Your task =>
The records are to be restated in their entirety, word for word.

Records contained in a dataset:
Segment Open

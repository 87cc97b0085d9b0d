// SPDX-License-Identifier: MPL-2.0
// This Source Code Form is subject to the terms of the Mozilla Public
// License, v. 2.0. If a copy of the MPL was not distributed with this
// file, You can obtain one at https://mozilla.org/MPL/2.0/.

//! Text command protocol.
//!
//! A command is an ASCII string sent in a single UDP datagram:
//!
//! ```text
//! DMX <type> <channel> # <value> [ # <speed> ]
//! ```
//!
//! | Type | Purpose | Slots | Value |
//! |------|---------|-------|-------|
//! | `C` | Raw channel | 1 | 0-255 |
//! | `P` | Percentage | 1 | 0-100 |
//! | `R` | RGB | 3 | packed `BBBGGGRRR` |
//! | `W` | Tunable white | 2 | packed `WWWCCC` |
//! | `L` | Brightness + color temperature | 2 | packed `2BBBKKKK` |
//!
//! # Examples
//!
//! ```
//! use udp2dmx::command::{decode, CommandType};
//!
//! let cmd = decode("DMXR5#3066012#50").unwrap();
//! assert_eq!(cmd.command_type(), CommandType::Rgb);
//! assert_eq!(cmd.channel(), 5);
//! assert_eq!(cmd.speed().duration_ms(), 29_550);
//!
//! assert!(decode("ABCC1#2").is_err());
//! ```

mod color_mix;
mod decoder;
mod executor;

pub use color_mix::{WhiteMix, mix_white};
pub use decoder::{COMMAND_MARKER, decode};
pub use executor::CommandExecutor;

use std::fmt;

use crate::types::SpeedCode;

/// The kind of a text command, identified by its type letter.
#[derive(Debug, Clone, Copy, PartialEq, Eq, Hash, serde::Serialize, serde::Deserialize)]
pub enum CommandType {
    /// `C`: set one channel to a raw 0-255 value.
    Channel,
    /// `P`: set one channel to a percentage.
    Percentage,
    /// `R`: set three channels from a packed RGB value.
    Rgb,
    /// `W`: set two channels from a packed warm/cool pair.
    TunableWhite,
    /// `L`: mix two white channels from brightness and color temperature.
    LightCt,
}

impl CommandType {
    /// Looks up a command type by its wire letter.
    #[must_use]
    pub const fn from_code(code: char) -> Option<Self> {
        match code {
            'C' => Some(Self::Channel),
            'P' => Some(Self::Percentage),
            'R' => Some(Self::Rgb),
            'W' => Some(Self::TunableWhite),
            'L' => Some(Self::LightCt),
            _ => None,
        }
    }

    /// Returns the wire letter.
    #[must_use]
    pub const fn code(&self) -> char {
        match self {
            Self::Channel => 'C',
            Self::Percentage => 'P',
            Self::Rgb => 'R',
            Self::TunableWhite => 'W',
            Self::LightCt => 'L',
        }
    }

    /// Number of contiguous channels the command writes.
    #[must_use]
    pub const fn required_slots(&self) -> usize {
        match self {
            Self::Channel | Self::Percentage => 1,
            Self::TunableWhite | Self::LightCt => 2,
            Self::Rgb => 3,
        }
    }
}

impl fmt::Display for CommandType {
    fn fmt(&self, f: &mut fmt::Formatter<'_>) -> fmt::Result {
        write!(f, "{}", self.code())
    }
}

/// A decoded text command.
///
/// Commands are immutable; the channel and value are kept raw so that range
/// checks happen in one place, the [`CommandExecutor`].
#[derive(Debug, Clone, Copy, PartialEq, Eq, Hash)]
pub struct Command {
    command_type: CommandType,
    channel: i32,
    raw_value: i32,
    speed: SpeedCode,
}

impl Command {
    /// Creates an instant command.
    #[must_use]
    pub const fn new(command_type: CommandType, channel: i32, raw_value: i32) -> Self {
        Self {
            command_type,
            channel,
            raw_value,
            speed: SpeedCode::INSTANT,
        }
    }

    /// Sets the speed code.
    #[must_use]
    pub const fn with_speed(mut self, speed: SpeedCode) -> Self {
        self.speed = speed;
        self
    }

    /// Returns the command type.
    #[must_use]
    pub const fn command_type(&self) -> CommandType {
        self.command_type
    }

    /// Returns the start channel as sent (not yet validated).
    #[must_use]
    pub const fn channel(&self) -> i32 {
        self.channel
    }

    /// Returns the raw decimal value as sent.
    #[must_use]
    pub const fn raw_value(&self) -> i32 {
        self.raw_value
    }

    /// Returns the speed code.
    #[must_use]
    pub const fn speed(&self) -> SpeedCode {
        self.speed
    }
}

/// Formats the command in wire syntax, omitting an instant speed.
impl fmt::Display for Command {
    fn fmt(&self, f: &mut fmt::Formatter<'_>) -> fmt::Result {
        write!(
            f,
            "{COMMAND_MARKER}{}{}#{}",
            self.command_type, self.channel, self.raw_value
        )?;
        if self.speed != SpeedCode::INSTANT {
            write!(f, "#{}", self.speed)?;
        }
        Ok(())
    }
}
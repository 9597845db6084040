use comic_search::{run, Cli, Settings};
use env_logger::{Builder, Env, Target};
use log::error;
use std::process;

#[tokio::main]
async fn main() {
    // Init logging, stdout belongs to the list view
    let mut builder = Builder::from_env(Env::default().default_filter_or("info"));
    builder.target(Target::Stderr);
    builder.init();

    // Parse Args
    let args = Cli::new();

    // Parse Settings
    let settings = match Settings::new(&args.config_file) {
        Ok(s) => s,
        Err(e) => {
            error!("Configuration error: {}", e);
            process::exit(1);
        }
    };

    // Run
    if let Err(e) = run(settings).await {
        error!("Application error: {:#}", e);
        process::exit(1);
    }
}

Segment Closed

Answer to this exercise =>
repository 87cc97b0085d9b0d
// SPDX-License-Identifier: MPL-2.0
// This Source Code Form is subject to the terms of the Mozilla Public
// License, v. 2.0. If a copy of the MPL was not distributed with this
// file, You can obtain one at https://mozilla.org/MPL/2.0/.

//! Text command protocol.
//!
//! A command is an ASCII string sent in a single UDP datagram:
//!
//! ```text
//! DMX <type> <channel> # <value> [ # <speed> ]
//! ```
//!
//! | Type | Purpose | Slots | Value |
//! |------|---------|-------|-------|
//! | `C` | Raw channel | 1 | 0-255 |
//! | `P` | Percentage | 1 | 0-100 |
//! | `R` | RGB | 3 | packed `BBBGGGRRR` |
//! | `W` | Tunable white | 2 | packed `WWWCCC` |
//! | `L` | Brightness + color temperature | 2 | packed `2BBBKKKK` |
//!
//! # Examples
//!
//! ```
//! use udp2dmx::command::{decode, CommandType};
//!
//! let cmd = decode("DMXR5#3066012#50").unwrap();
//! assert_eq!(cmd.command_type(), CommandType::Rgb);
//! assert_eq!(cmd.channel(), 5);
//! assert_eq!(cmd.speed().duration_ms(), 29_550);
//!
//! assert!(decode("ABCC1#2").is_err());
//! ```

mod color_mix;
mod decoder;
mod executor;

pub use color_mix::{WhiteMix, mix_white};
pub use decoder::{COMMAND_MARKER, decode};
pub use executor::CommandExecutor;

use std::fmt;

use crate::types::SpeedCode;

/// The kind of a text command, identified by its type letter.
#[derive(Debug, Clone, Copy, PartialEq, Eq, Hash, serde::Serialize, serde::Deserialize)]
pub enum CommandType {
    /// `C`: set one channel to a raw 0-255 value.
    Channel,
    /// `P`: set one channel to a percentage.
    Percentage,
    /// `R`: set three channels from a packed RGB value.
    Rgb,
    /// `W`: set two channels from a packed warm/cool pair.
    TunableWhite,
    /// `L`: mix two white channels from brightness and color temperature.
    LightCt,
}

impl CommandType {
    /// Looks up a command type by its wire letter.
    #[must_use]
    pub const fn from_code(code: char) -> Option<Self> {
        match code {
            'C' => Some(Self::Channel),
            'P' => Some(Self::Percentage),
            'R' => Some(Self::Rgb),
            'W' => Some(Self::TunableWhite),
            'L' => Some(Self::LightCt),
            _ => None,
        }
    }

    /// Returns the wire letter.
    #[must_use]
    pub const fn code(&self) -> char {
        match self {
            Self::Channel => 'C',
            Self::Percentage => 'P',
            Self::Rgb => 'R',
            Self::TunableWhite => 'W',
            Self::LightCt => 'L',
        }
    }

    /// Number of contiguous channels the command writes.
    #[must_use]
    pub const fn required_slots(&self) -> usize {
        match self {
            Self::Channel | Self::Percentage => 1,
            Self::TunableWhite | Self::LightCt => 2,
            Self::Rgb => 3,
        }
    }
}

impl fmt::Display for CommandType {
    fn fmt(&self, f: &mut fmt::Formatter<'_>) -> fmt::Result {
        write!(f, "{}", self.code())
    }
}

/// A decoded text command.
///
/// Commands are immutable; the channel and value are kept raw so that range
/// checks happen in one place, the [`CommandExecutor`].
#[derive(Debug, Clone, Copy, PartialEq, Eq, Hash)]
pub struct Command {
    command_type: CommandType,
    channel: i32,
    raw_value: i32,
    speed: SpeedCode,
}

impl Command {
    /// Creates an instant command.
    #[must_use]
    pub const fn new(command_type: CommandType, channel: i32, raw_value: i32) -> Self {
        Self {
            command_type,
            channel,
            raw_value,
            speed: SpeedCode::INSTANT,
        }
    }

    /// Sets the speed code.
    #[must_use]
    pub const fn with_speed(mut self, speed: SpeedCode) -> Self {
        self.speed = speed;
        self
    }

    /// Returns the command type.
    #[must_use]
    pub const fn command_type(&self) -> CommandType {
        self.command_type
    }

    /// Returns the start channel as sent (not yet validated).
    #[must_use]
    pub const fn channel(&self) -> i32 {
        self.channel
    }

    /// Returns the raw decimal value as sent.
    #[must_use]
    pub const fn raw_value(&self) -> i32 {
        self.raw_value
    }

    /// Returns the speed code.
    #[must_use]
    pub const fn speed(&self) -> SpeedCode {
        self.speed
    }
}

/// Formats the command in wire syntax, omitting an instant speed.
impl fmt::Display for Command {
    fn fmt(&self, f: &mut fmt::Formatter<'_>) -> fmt::Result {
        write!(
            f,
            "{COMMAND_MARKER}{}{}#{}",
            self.command_type, self.channel, self.raw_value
        )?;
        if self.speed != SpeedCode::INSTANT {
            write!(f, "#{}", self.speed)?;
        }
        Ok(())
    }
}
repository 9597845db6084040
use comic_search::{run, Cli, Settings};
use env_logger::{Builder, Env, Target};
use log::error;
use std::process;

#[tokio::main]
async fn main() {
    // Init logging, stdout belongs to the list view
    let mut builder = Builder::from_env(Env::default().default_filter_or("info"));
    builder.target(Target::Stderr);
    builder.init();

    // Parse Args
    let args = Cli::new();

    // Parse Settings
    let settings = match Settings::new(&args.config_file) {
        Ok(s) => s,
        Err(e) => {
            error!("Configuration error: {}", e);
            process::exit(1);
        }
    };

    // Run
    if let Err(e) = run(settings).await {
        error!("Application error: {:#}", e);
        process::exit(1);
    }
}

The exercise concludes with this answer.